#### [Directions for this task]
Return the data below in full, exactly as it stands.

#### [Collected data]
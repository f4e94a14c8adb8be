//! Boletín, acta/constancia y exportación XLSX. No calculan nada propio: sólo
//! reúnen datos y aplican `calculo` a cada calificación.

pub mod xlsx;

use crate::api_json::AlcanceActa;
use crate::calculo::{aprobado, definitiva, promedio_general, promedios_lapsos};
use crate::db::catalogos::{self, TipoCatalogo};
use crate::db::estudiantes::{self, FiltroEstudiantes};
use crate::db::{calificaciones, materias};
use crate::error::ApiResult;
use crate::models::{Catalogo, Estudiante, Materia};
use rusqlite::Connection;
use serde::Serialize;

#[derive(Debug, Clone, Serialize)]
#[serde(rename_all = "camelCase")]
pub struct EstudianteResumen {
    pub id: i64,
    pub cedula: String,
    pub nombres: String,
    pub apellidos: String,
}

impl From<&Estudiante> for EstudianteResumen {
    fn from(e: &Estudiante) -> Self {
        EstudianteResumen { id: e.id, cedula: e.cedula.clone(), nombres: e.nombres.clone(), apellidos: e.apellidos.clone() }
    }
}

#[derive(Debug, Clone, Serialize)]
#[serde(rename_all = "camelCase")]
pub struct FilaBoletin {
    pub materia_id: i64,
    pub materia: String,
    pub promedios: [Option<f64>; 3],
    pub definitiva: Option<f64>,
    pub aprobado: Option<bool>,
    pub is_locked: bool,
}

#[derive(Debug, Clone, Serialize)]
#[serde(rename_all = "camelCase")]
pub struct Boletin {
    pub estudiante: EstudianteResumen,
    pub grado: Option<Catalogo>,
    pub seccion: Option<Catalogo>,
    pub anio: Catalogo,
    pub materias: Vec<FilaBoletin>,
    pub promedio_general: Option<f64>,
}

#[derive(Debug, Clone, Serialize)]
#[serde(rename_all = "camelCase")]
pub struct ColumnaActa {
    pub materia_id: i64,
    pub nombre: String,
}

#[derive(Debug, Clone, Serialize)]
#[serde(rename_all = "camelCase")]
pub struct FilaActa {
    pub estudiante: EstudianteResumen,
    /// Definitivas en el mismo orden que `Acta::materias`.
    pub definitivas: Vec<Option<f64>>,
    pub promedio: Option<f64>,
}

#[derive(Debug, Clone, Serialize)]
#[serde(rename_all = "camelCase")]
pub struct Acta {
    pub anio: Catalogo,
    pub grado: Option<Catalogo>,
    pub seccion: Option<Catalogo>,
    pub materias: Vec<ColumnaActa>,
    pub filas: Vec<FilaActa>,
}

fn catalogo_opcional(conn: &Connection, tipo: TipoCatalogo, id: Option<i64>) -> ApiResult<Option<Catalogo>> {
    match id {
        Some(id) => catalogos::obtener(conn, tipo, id),
        None => Ok(None),
    }
}

fn fila_boletin(conn: &Connection, estudiante_id: i64, materia: &Materia, anio_id: i64) -> ApiResult<FilaBoletin> {
    let calificacion = calificaciones::buscar(conn, estudiante_id, materia.id, anio_id)?;
    let (promedios, is_locked) = match &calificacion {
        Some(c) => (promedios_lapsos(c.lapsos()), c.is_locked),
        None => ([None, None, None], false),
    };
    let def = definitiva(&promedios);
    Ok(FilaBoletin {
        materia_id: materia.id,
        materia: materia.nombre.clone(),
        promedios,
        definitiva: def,
        aprobado: aprobado(def),
        is_locked,
    })
}

/// Boletín de un estudiante vigente para un año escolar.
pub fn boletin(conn: &Connection, student_id: i64, anio_id: i64) -> ApiResult<Boletin> {
    let estudiante = estudiantes::requerir_vigente(conn, student_id)?;
    let anio = catalogos::requerir(conn, TipoCatalogo::AnioEscolar, anio_id)?;
    let lista = materias::de_estudiante(conn, student_id, estudiante.grado_id, estudiante.seccion_id, anio_id)?;

    let mut filas = Vec::with_capacity(lista.len());
    for m in &lista {
        filas.push(fila_boletin(conn, student_id, m, anio_id)?);
    }
    let definitivas: Vec<Option<f64>> = filas.iter().map(|f| f.definitiva).collect();

    Ok(Boletin {
        estudiante: EstudianteResumen::from(&estudiante),
        grado: catalogo_opcional(conn, TipoCatalogo::Grado, estudiante.grado_id)?,
        seccion: catalogo_opcional(conn, TipoCatalogo::Seccion, estudiante.seccion_id)?,
        anio,
        promedio_general: promedio_general(&definitivas),
        materias: filas,
    })
}

fn definitiva_de(conn: &Connection, student_id: i64, materia_id: i64, anio_id: i64) -> ApiResult<Option<f64>> {
    Ok(calificaciones::buscar(conn, student_id, materia_id, anio_id)?
        .and_then(|c| definitiva(&promedios_lapsos(c.lapsos()))))
}

/// Acta de una sección o constancia de un único estudiante.
pub fn acta(conn: &Connection, alcance: AlcanceActa) -> ApiResult<Acta> {
    let (anio_id, grado_id, seccion_id, lista_estudiantes, lista_materias) = match alcance {
        AlcanceActa::Seccion { grado_id, seccion_id, anio_id } => {
            catalogos::requerir(conn, TipoCatalogo::Grado, grado_id)?;
            catalogos::requerir(conn, TipoCatalogo::Seccion, seccion_id)?;
            let filtro = FiltroEstudiantes { grado_id: Some(grado_id), seccion_id: Some(seccion_id), ..Default::default() };
            let lista = estudiantes::listar(conn, &filtro)?;
            let filtro_m = materias::FiltroMaterias { grado_id: Some(grado_id), seccion_id: Some(seccion_id), docente_id: None };
            let mats = materias::listar(conn, &filtro_m)?;
            (anio_id, Some(grado_id), Some(seccion_id), lista, mats)
        }
        AlcanceActa::Estudiante { student_id, anio_id } => {
            let e = estudiantes::requerir_vigente(conn, student_id)?;
            let mats = materias::de_estudiante(conn, e.id, e.grado_id, e.seccion_id, anio_id)?;
            (anio_id, e.grado_id, e.seccion_id, vec![e], mats)
        }
    };
    let anio = catalogos::requerir(conn, TipoCatalogo::AnioEscolar, anio_id)?;

    let mut filas = Vec::with_capacity(lista_estudiantes.len());
    for e in &lista_estudiantes {
        let mut definitivas = Vec::with_capacity(lista_materias.len());
        for m in &lista_materias {
            definitivas.push(definitiva_de(conn, e.id, m.id, anio_id)?);
        }
        filas.push(FilaActa { estudiante: EstudianteResumen::from(e), promedio: promedio_general(&definitivas), definitivas });
    }

    Ok(Acta {
        anio,
        grado: catalogo_opcional(conn, TipoCatalogo::Grado, grado_id)?,
        seccion: catalogo_opcional(conn, TipoCatalogo::Seccion, seccion_id)?,
        materias: lista_materias.iter().map(|m| ColumnaActa { materia_id: m.id, nombre: m.nombre.clone() }).collect(),
        filas,
    })
}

#### [Expected answer]
repository f4e94a14c8adb8be
//! Boletín, acta/constancia y exportación XLSX. No calculan nada propio: sólo
//! reúnen datos y aplican `calculo` a cada calificación.

pub mod xlsx;

use crate::api_json::AlcanceActa;
use crate::calculo::{aprobado, definitiva, promedio_general, promedios_lapsos};
use crate::db::catalogos::{self, TipoCatalogo};
use crate::db::estudiantes::{self, FiltroEstudiantes};
use crate::db::{calificaciones, materias};
use crate::error::ApiResult;
use crate::models::{Catalogo, Estudiante, Materia};
use rusqlite::Connection;
use serde::Serialize;

#[derive(Debug, Clone, Serialize)]
#[serde(rename_all = "camelCase")]
pub struct EstudianteResumen {
    pub id: i64,
    pub cedula: String,
    pub nombres: String,
    pub apellidos: String,
}

impl From<&Estudiante> for EstudianteResumen {
    fn from(e: &Estudiante) -> Self {
        EstudianteResumen { id: e.id, cedula: e.cedula.clone(), nombres: e.nombres.clone(), apellidos: e.apellidos.clone() }
    }
}

#[derive(Debug, Clone, Serialize)]
#[serde(rename_all = "camelCase")]
pub struct FilaBoletin {
    pub materia_id: i64,
    pub materia: String,
    pub promedios: [Option<f64>; 3],
    pub definitiva: Option<f64>,
    pub aprobado: Option<bool>,
    pub is_locked: bool,
}

#[derive(Debug, Clone, Serialize)]
#[serde(rename_all = "camelCase")]
pub struct Boletin {
    pub estudiante: EstudianteResumen,
    pub grado: Option<Catalogo>,
    pub seccion: Option<Catalogo>,
    pub anio: Catalogo,
    pub materias: Vec<FilaBoletin>,
    pub promedio_general: Option<f64>,
}

#[derive(Debug, Clone, Serialize)]
#[serde(rename_all = "camelCase")]
pub struct ColumnaActa {
    pub materia_id: i64,
    pub nombre: String,
}

#[derive(Debug, Clone, Serialize)]
#[serde(rename_all = "camelCase")]
pub struct FilaActa {
    pub estudiante: EstudianteResumen,
    /// Definitivas en el mismo orden que `Acta::materias`.
    pub definitivas: Vec<Option<f64>>,
    pub promedio: Option<f64>,
}

#[derive(Debug, Clone, Serialize)]
#[serde(rename_all = "camelCase")]
pub struct Acta {
    pub anio: Catalogo,
    pub grado: Option<Catalogo>,
    pub seccion: Option<Catalogo>,
    pub materias: Vec<ColumnaActa>,
    pub filas: Vec<FilaActa>,
}

fn catalogo_opcional(conn: &Connection, tipo: TipoCatalogo, id: Option<i64>) -> ApiResult<Option<Catalogo>> {
    match id {
        Some(id) => catalogos::obtener(conn, tipo, id),
        None => Ok(None),
    }
}

fn fila_boletin(conn: &Connection, estudiante_id: i64, materia: &Materia, anio_id: i64) -> ApiResult<FilaBoletin> {
    let calificacion = calificaciones::buscar(conn, estudiante_id, materia.id, anio_id)?;
    let (promedios, is_locked) = match &calificacion {
        Some(c) => (promedios_lapsos(c.lapsos()), c.is_locked),
        None => ([None, None, None], false),
    };
    let def = definitiva(&promedios);
    Ok(FilaBoletin {
        materia_id: materia.id,
        materia: materia.nombre.clone(),
        promedios,
        definitiva: def,
        aprobado: aprobado(def),
        is_locked,
    })
}

/// Boletín de un estudiante vigente para un año escolar.
pub fn boletin(conn: &Connection, student_id: i64, anio_id: i64) -> ApiResult<Boletin> {
    let estudiante = estudiantes::requerir_vigente(conn, student_id)?;
    let anio = catalogos::requerir(conn, TipoCatalogo::AnioEscolar, anio_id)?;
    let lista = materias::de_estudiante(conn, student_id, estudiante.grado_id, estudiante.seccion_id, anio_id)?;

    let mut filas = Vec::with_capacity(lista.len());
    for m in &lista {
        filas.push(fila_boletin(conn, student_id, m, anio_id)?);
    }
    let definitivas: Vec<Option<f64>> = filas.iter().map(|f| f.definitiva).collect();

    Ok(Boletin {
        estudiante: EstudianteResumen::from(&estudiante),
        grado: catalogo_opcional(conn, TipoCatalogo::Grado, estudiante.grado_id)?,
        seccion: catalogo_opcional(conn, TipoCatalogo::Seccion, estudiante.seccion_id)?,
        anio,
        promedio_general: promedio_general(&definitivas),
        materias: filas,
    })
}

fn definitiva_de(conn: &Connection, student_id: i64, materia_id: i64, anio_id: i64) -> ApiResult<Option<f64>> {
    Ok(calificaciones::buscar(conn, student_id, materia_id, anio_id)?
        .and_then(|c| definitiva(&promedios_lapsos(c.lapsos()))))
}

/// Acta de una sección o constancia de un único estudiante.
pub fn acta(conn: &Connection, alcance: AlcanceActa) -> ApiResult<Acta> {
    let (anio_id, grado_id, seccion_id, lista_estudiantes, lista_materias) = match alcance {
        AlcanceActa::Seccion { grado_id, seccion_id, anio_id } => {
            catalogos::requerir(conn, TipoCatalogo::Grado, grado_id)?;
            catalogos::requerir(conn, TipoCatalogo::Seccion, seccion_id)?;
            let filtro = FiltroEstudiantes { grado_id: Some(grado_id), seccion_id: Some(seccion_id), ..Default::default() };
            let lista = estudiantes::listar(conn, &filtro)?;
            let filtro_m = materias::FiltroMaterias { grado_id: Some(grado_id), seccion_id: Some(seccion_id), docente_id: None };
            let mats = materias::listar(conn, &filtro_m)?;
            (anio_id, Some(grado_id), Some(seccion_id), lista, mats)
        }
        AlcanceActa::Estudiante { student_id, anio_id } => {
            let e = estudiantes::requerir_vigente(conn, student_id)?;
            let mats = materias::de_estudiante(conn, e.id, e.grado_id, e.seccion_id, anio_id)?;
            (anio_id, e.grado_id, e.seccion_id, vec![e], mats)
        }
    };
    let anio = catalogos::requerir(conn, TipoCatalogo::AnioEscolar, anio_id)?;

    let mut filas = Vec::with_capacity(lista_estudiantes.len());
    for e in &lista_estudiantes {
        let mut definitivas = Vec::with_capacity(lista_materias.len());
        for m in &lista_materias {
            definitivas.push(definitiva_de(conn, e.id, m.id, anio_id)?);
        }
        filas.push(FilaActa { estudiante: EstudianteResumen::from(e), promedio: promedio_general(&definitivas), definitivas });
    }

    Ok(Acta {
        anio,
        grado: catalogo_opcional(conn, TipoCatalogo::Grado, grado_id)?,
        seccion: catalogo_opcional(conn, TipoCatalogo::Seccion, seccion_id)?,
        materias: lista_materias.iter().map(|m| ColumnaActa { materia_id: m.id, nombre: m.nombre.clone() }).collect(),
        filas,
    })
}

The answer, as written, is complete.